## PROBLEM STATEMENT
The reply should consist of the line containing "HTTP error page)." and all lines after it in the listing below, reproduced exactly and nothing more.

## DATASET CONTENT

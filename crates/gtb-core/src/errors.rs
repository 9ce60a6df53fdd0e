/// Core error type for the bot.
///
/// Adapter crates map their specific errors into this type so the front ends
/// can render failures consistently (chat reply or HTTP error page).
#[derive(Debug, thiserror::Error)]
pub enum Error {
    #[error("missing required parameter: {0}")]
    MissingParameter(&'static str),

    #[error("GitHub account is not linked")]
    Unauthenticated,

    #[error("authorization exchange failed: {0}")]
    AuthExchange(String),

    #[error("GitHub API error{}: {message}", status_suffix(.status))]
    Upstream {
        status: Option<u16>,
        message: String,
    },

    #[error("store read failed: {0}")]
    StoreRead(String),

    #[error("store write failed: {0}")]
    StoreWrite(String),

    #[error("config error: {0}")]
    Config(String),

    #[error("i/o error: {0}")]
    Io(#[from] std::io::Error),

    #[error("json error: {0}")]
    Json(#[from] serde_json::Error),

    #[error("external error: {0}")]
    External(String),
}

impl Error {
    pub fn upstream(status: Option<u16>, message: impl Into<String>) -> Self {
        Self::Upstream {
            status,
            message: message.into(),
        }
    }

    /// Errors caused by the caller's input rather than by a dependency.
    pub fn is_user_error(&self) -> bool {
        matches!(self, Self::MissingParameter(_) | Self::Unauthenticated)
    }
}

impl From<reqwest::Error> for Error {
    fn from(e: reqwest::Error) -> Self {
        Self::Upstream {
            status: e.status().map(|s| s.as_u16()),
            message: e.to_string(),
        }
    }
}

fn status_suffix(status: &Option<u16>) -> String {
    status.map(|s| format!(" ({s})")).unwrap_or_default()
}

pub type Result<T> = std::result::Result<T, Error>;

## EXERCISE RESPONSE
/// can render failures consistently (chat reply or HTTP error page).
#[derive(Debug, thiserror::Error)]
pub enum Error {
    #[error("missing required parameter: {0}")]
    MissingParameter(&'static str),

    #[error("GitHub account is not linked")]
    Unauthenticated,

    #[error("authorization exchange failed: {0}")]
    AuthExchange(String),

    #[error("GitHub API error{}: {message}", status_suffix(.status))]
    Upstream {
        status: Option<u16>,
        message: String,
    },

    #[error("store read failed: {0}")]
    StoreRead(String),

    #[error("store write failed: {0}")]
    StoreWrite(String),

    #[error("config error: {0}")]
    Config(String),

    #[error("i/o error: {0}")]
    Io(#[from] std::io::Error),

    #[error("json error: {0}")]
    Json(#[from] serde_json::Error),

    #[error("external error: {0}")]
    External(String),
}

impl Error {
    pub fn upstream(status: Option<u16>, message: impl Into<String>) -> Self {
        Self::Upstream {
            status,
            message: message.into(),
        }
    }

    /// Errors caused by the caller's input rather than by a dependency.
    pub fn is_user_error(&self) -> bool {
        matches!(self, Self::MissingParameter(_) | Self::Unauthenticated)
    }
}

impl From<reqwest::Error> for Error {
    fn from(e: reqwest::Error) -> Self {
        Self::Upstream {
            status: e.status().map(|s| s.as_u16()),
            message: e.to_string(),
        }
    }
}

fn status_suffix(status: &Option<u16>) -> String {
    status.map(|s| format!(" ({s})")).unwrap_or_default()
}

pub type Result<T> = std::result::Result<T, Error>;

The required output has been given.